学位論文要旨



No 214287
著者(漢字) 山崎,一平
著者(英字)
著者(カナ) ヤマザキ,イッペイ
標題(和) ジョイスティックによる自動車の運転に関する研究
標題(洋)
報告番号 214287
報告番号 乙14287
学位授与日 1999.04.15
学位種別 論文博士
学位種類 博士(工学)
学位記番号 第14287号
研究科 工学系研究科
専攻 産業機械工学専攻
論文審査委員 主査: 東京大学 助教授 鎌田,実
 東京大学 教授 吉本,堅一
 東京大学 教授 田中,正人
 東京大学 教授 中村,仁彦
 東京大学 助教授 藤岡,健彦
内容要旨

 本論文は,障害者のモビリティ向上のために有用と考えられるジョイスティックによる自動車の運転を実現する際の問題点を明らかにしてその解決を図り,自動車運転の一方式として確立するための基礎を構築することを目的としている.そのために必要なジョイスティックによる自動車の運転の理論的な検討を行った上で,ジョイスティックによる運転操作の方式についての提案を行っている.そこで提案した運転操作の方式についてドライビングシミュレータによる検討,及び実験車両による検証を行っている.

 本論文は以下に示す7つの章で構成されている.

 第1章「序論」では,研究の背景,運転性と安定性に関する従来の研究,障害者の運転に関する従来の研究について調査を行い,本論文の目的について示している.

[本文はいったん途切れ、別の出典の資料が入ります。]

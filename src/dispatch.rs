//! Translation of transport events into [`SocketHandler`] calls.
//!
//! [`Dispatcher`] is the single point where transport providers hand
//! connection events to application code, for accepted and initiated
//! connections alike. Every handler call runs inside `catch_unwind`, and any
//! failure is contained here:
//!
//! - open and error callback failures close the session with status 1011 and
//!   reason `SERVER_ERROR`;
//! - close callback failures are only logged;
//! - panics in message callbacks are reported through the error callback.
//!
//! Nothing raised by a handler, or by the close attempt that follows it,
//! reaches the transport.

use std::{
    panic::{AssertUnwindSafe, catch_unwind},
    sync::{Arc, Weak},
};

use crate::{
    error::{HandlerResult, ResolveError, SocketError},
    handler::{HandlerResolver, SocketHandler},
    metrics::{self, Phase},
    panic::format_panic,
    session::{BinaryHandler, CloseReason, MessageHandlers, Session, SessionHandle, TextHandler},
};

/// Object-safe view of a dispatcher, driven by transport providers.
pub trait Endpoint: Send + Sync {
    /// The connection opened; wire message handlers and notify the handler.
    fn on_open(&self, session: &SessionHandle);

    /// The connection closed.
    fn on_close(&self, session: &SessionHandle, reason: &CloseReason);

    /// The transport reported an error on the connection.
    fn on_error(&self, session: &SessionHandle, error: SocketError);

    /// Type name of the wrapped handler, for diagnostics.
    fn handler_type(&self) -> &'static str;
}

/// Type-erased constructor producing a fresh [`Endpoint`] per connection.
pub(crate) type EndpointFactory = Arc<dyn Fn() -> Result<Arc<dyn Endpoint>, ResolveError> + Send + Sync>;

/// Erase `resolver` into an [`EndpointFactory`] wrapping each handler in a
/// [`Dispatcher`].
pub(crate) fn endpoint_factory<H, R>(resolver: R) -> EndpointFactory
where
    H: SocketHandler,
    R: HandlerResolver<H>,
{
    Arc::new(move || {
        let handler = resolver.resolve()?;
        Ok(Arc::new(Dispatcher::new(handler)) as Arc<dyn Endpoint>)
    })
}

/// Adapter wrapping one handler instance.
pub struct Dispatcher<H> {
    handler: Arc<H>,
}

impl<H: SocketHandler> Dispatcher<H> {
    /// Wrap `handler`.
    #[must_use]
    pub fn new(handler: Arc<H>) -> Self { Self { handler } }

    /// The wrapped handler.
    #[must_use]
    pub fn handler(&self) -> &Arc<H> { &self.handler }

    fn partial_delivery(&self) -> bool {
        catch_unwind(AssertUnwindSafe(|| self.handler.partial_delivery())).unwrap_or(false)
    }

    /// Build the handlers installed on `session` when it opens.
    ///
    /// The closures hold a weak session reference so a session storing its
    /// own handlers does not keep itself alive.
    fn message_handlers(&self, session: &SessionHandle) -> MessageHandlers {
        let partial = self.partial_delivery();
        let text = {
            let (handler, weak) = (Arc::clone(&self.handler), Arc::downgrade(session));
            if partial {
                TextHandler::Partial(Box::new(move |text: &str, is_last: bool| {
                    with_session(&weak, |s| {
                        guard_message(&*handler, s, || handler.on_text(s, text, is_last));
                    });
                }))
            } else {
                TextHandler::Whole(Box::new(move |text: &str| {
                    with_session(&weak, |s| {
                        guard_message(&*handler, s, || handler.on_text(s, text, true));
                    });
                }))
            }
        };
        let binary = {
            let (handler, weak) = (Arc::clone(&self.handler), Arc::downgrade(session));
            if partial {
                BinaryHandler::Partial(Box::new(move |data: &[u8], is_last: bool| {
                    with_session(&weak, |s| {
                        guard_message(&*handler, s, || handler.on_binary(s, data, is_last));
                    });
                }))
            } else {
                BinaryHandler::Whole(Box::new(move |data: &[u8]| {
                    with_session(&weak, |s| {
                        guard_message(&*handler, s, || handler.on_binary(s, data, true));
                    });
                }))
            }
        };
        let pong = {
            let (handler, weak) = (Arc::clone(&self.handler), Arc::downgrade(session));
            Box::new(move |payload: &[u8]| {
                with_session(&weak, |s| {
                    guard_message(&*handler, s, || handler.on_pong(s, payload));
                });
            })
        };
        MessageHandlers { text, binary, pong }
    }
}

impl<H: SocketHandler> Endpoint for Dispatcher<H> {
    fn on_open(&self, session: &SessionHandle) {
        session.install_handlers(self.message_handlers(session));
        if let Err(failure) = invoke(|| self.handler.on_open(session)) {
            metrics::inc_handler_errors(Phase::Open);
            close_with_protocol_error(session, &failure);
        }
    }

    fn on_close(&self, session: &SessionHandle, reason: &CloseReason) {
        if let Err(failure) = invoke(|| self.handler.on_close(session, reason)) {
            metrics::inc_handler_errors(Phase::Close);
            tracing::error!(
                session = %session.id(),
                error = %failure,
                "unhandled error in close callback"
            );
        }
    }

    fn on_error(&self, session: &SessionHandle, error: SocketError) {
        deliver_error(&*self.handler, session, &error);
    }

    fn handler_type(&self) -> &'static str { std::any::type_name::<H>() }
}

/// Close `session` with status 1011 after a handler failure.
///
/// Logs `cause`, then sends the close only if the session is still open.
/// Errors and panics from the close attempt are swallowed.
pub fn close_with_protocol_error(session: &SessionHandle, cause: &SocketError) {
    tracing::error!(
        session = %session.id(),
        error = %cause,
        "closing session due to handler failure"
    );
    let attempt = catch_unwind(AssertUnwindSafe(|| {
        if session.is_open() {
            session.close(CloseReason::unexpected_condition())
        } else {
            Ok(())
        }
    }));
    match attempt {
        Ok(Ok(())) => {}
        Ok(Err(e)) => {
            tracing::debug!(session = %session.id(), error = %e, "close after handler failure failed");
        }
        Err(panic) => {
            tracing::debug!(
                session = %session.id(),
                panic = %format_panic(&panic),
                "close after handler failure panicked"
            );
        }
    }
}

/// Run a fallible handler callback, converting errors and panics.
fn invoke<F>(callback: F) -> Result<(), SocketError>
where
    F: FnOnce() -> HandlerResult,
{
    match catch_unwind(AssertUnwindSafe(callback)) {
        Ok(Ok(())) => Ok(()),
        Ok(Err(e)) => Err(SocketError::Handler(e)),
        Err(panic) => Err(SocketError::HandlerPanic(format_panic(&panic).to_string())),
    }
}

fn deliver_error<H: SocketHandler>(handler: &H, session: &SessionHandle, error: &SocketError) {
    if let Err(failure) = invoke(|| handler.on_error(session, error)) {
        metrics::inc_handler_errors(Phase::Error);
        close_with_protocol_error(session, &failure);
    }
}

fn guard_message<H, F>(handler: &H, session: &SessionHandle, callback: F)
where
    H: SocketHandler,
    F: FnOnce(),
{
    if let Err(panic) = catch_unwind(AssertUnwindSafe(callback)) {
        metrics::inc_handler_errors(Phase::Message);
        let error = SocketError::HandlerPanic(format_panic(&panic).to_string());
        deliver_error(handler, session, &error);
    }
}

fn with_session<F>(weak: &Weak<dyn Session>, f: F)
where
    F: FnOnce(&SessionHandle),
{
    if let Some(session) = weak.upgrade() {
        f(&session);
    }
}

#[cfg(test)]
mod tests {
    use std::sync::{
        Mutex,
        atomic::{AtomicBool, AtomicUsize, Ordering},
    };

    use tracing_test::traced_test;

    use super::*;
    use crate::{
        error::TransportError,
        properties::UserProperties,
        session::{Session, SessionId},
    };

    #[derive(Debug, Default)]
    struct StubSession {
        open: AtomicBool,
        closes: Mutex<Vec<CloseReason>>,
        handlers: Mutex<Option<MessageHandlers>>,
        fail_close: bool,
    }

    impl StubSession {
        fn open() -> Arc<Self> {
            Arc::new(Self {
                open: AtomicBool::new(true),
                ..Self::default()
            })
        }
    }

    impl Session for StubSession {
        fn id(&self) -> SessionId { SessionId::new(7) }
        fn is_open(&self) -> bool { self.open.load(Ordering::SeqCst) }
        fn negotiated_subprotocol(&self) -> Option<String> { None }
        fn user_properties(&self) -> UserProperties { UserProperties::default() }
        fn install_handlers(&self, handlers: MessageHandlers) {
            *self.handlers.lock().expect("handlers lock") = Some(handlers);
        }
        fn send_text(&self, _text: &str) -> Result<(), TransportError> { Ok(()) }
        fn send_binary(&self, _data: &[u8]) -> Result<(), TransportError> { Ok(()) }
        fn send_ping(&self, _payload: &[u8]) -> Result<(), TransportError> { Ok(()) }
        fn close(&self, reason: CloseReason) -> Result<(), TransportError> {
            self.closes.lock().expect("closes lock").push(reason);
            if self.fail_close {
                return Err(TransportError::Closed);
            }
            self.open.store(false, Ordering::SeqCst);
            Ok(())
        }
    }

    #[derive(Default)]
    struct FailingOpen {
        errors: AtomicUsize,
    }

    impl SocketHandler for FailingOpen {
        fn on_open(&self, _session: &SessionHandle) -> HandlerResult { Err("open failed".into()) }
        fn on_close(&self, _session: &SessionHandle, _reason: &CloseReason) -> HandlerResult {
            panic!("close boom")
        }
        fn on_text(&self, _session: &SessionHandle, _text: &str, _is_last: bool) {
            panic!("text boom")
        }
        fn on_binary(&self, _session: &SessionHandle, _data: &[u8], _is_last: bool) {}
        fn on_error(&self, _session: &SessionHandle, _error: &SocketError) -> HandlerResult {
            self.errors.fetch_add(1, Ordering::SeqCst);
            Ok(())
        }
    }

    #[test]
    fn open_failure_closes_once_with_fixed_reason() {
        let stub = StubSession::open();
        let session: SessionHandle = stub.clone();
        Dispatcher::new(Arc::new(FailingOpen::default())).on_open(&session);

        let closes = stub.closes.lock().expect("closes lock");
        assert_eq!(closes.as_slice(), &[CloseReason::unexpected_condition()]);
    }

    #[test]
    fn failing_close_attempt_is_swallowed() {
        let stub = Arc::new(StubSession {
            open: AtomicBool::new(true),
            fail_close: true,
            ..StubSession::default()
        });
        let session: SessionHandle = stub.clone();
        Dispatcher::new(Arc::new(FailingOpen::default())).on_open(&session);
        assert_eq!(stub.closes.lock().expect("closes lock").len(), 1);
    }

    #[test]
    #[traced_test]
    fn close_callback_panic_is_contained() {
        let stub = StubSession::open();
        let session: SessionHandle = stub.clone();
        Dispatcher::new(Arc::new(FailingOpen::default())).on_close(&session, &CloseReason::normal());
        assert!(stub.closes.lock().expect("closes lock").is_empty());
        assert!(logs_contain("unhandled error in close callback"));
        assert!(logs_contain("close boom"));
    }

    #[test]
    fn message_panic_is_routed_to_error_callback() {
        let stub = StubSession::open();
        let session: SessionHandle = stub.clone();
        let handler = Arc::new(FailingOpen::default());
        Dispatcher::new(Arc::clone(&handler)).on_open(&session);

        let handlers = stub.handlers.lock().expect("handlers lock");
        match handlers.as_ref().map(|h| &h.text) {
            Some(TextHandler::Whole(callback)) => callback("hi"),
            _ => panic!("expected whole-message text handler"),
        }
        assert_eq!(handler.errors.load(Ordering::SeqCst), 1);
    }
}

 第2章「ジョイスティックによる運転の予備的検討」では,ジョイスティックによる運転で問題となる点,検討するべき点を明確にするために,車両の運動制御についての予備的な検討を行っている.ジョイスティックでの運転と通常の操作系をもつ自動車の運転での違いを明らかにし,ドライバモデルを用いた車線変更シミュレーションによってステアリングアクチュエータの性能が車両に与える影響の検討,および車両の性能に関する問題点を検討している.

 更に,複数の幅広い年齢層の被験者を対象にジョイスティック運転によるドライビングシミュレータを操作してもらい,走行記録の解析及び聞き取り調査から,運転感覚に関連した検討するべき点を明確化している.これらにより,(1)ジョイスティックの操作に対する応答が運転者の期待する応答と大きく異なる場合,運転者の判断に混乱を生じさせ,上手く走行させることが出来なくなる,(2)単純に操作系をジョイスティックに置き換えた場合,ステアリングホイールやアクセル・ブレーキペダルの操作では通常行わないような急激で大きな操作をそれほど意識せずに行う傾向がある,(3)目標実舵角を直接与えることが出来るドライバモデルによる車線変更シミュレーションでは操舵速度が高くなれば安定に走行させられる限界が高くなるという結論が得られたが,ドライビングシミュレータによる走行においては遅れのない理想的なアクチュエータでも不安定にならずに走行させられるのは10m/s程度までであったことからも,ジョイスティックによって運転者の意志に合った適切な目標左右操作量及び目標前後方向操作量を与えることを可能とするための検討を行う必要がある,ことを示している.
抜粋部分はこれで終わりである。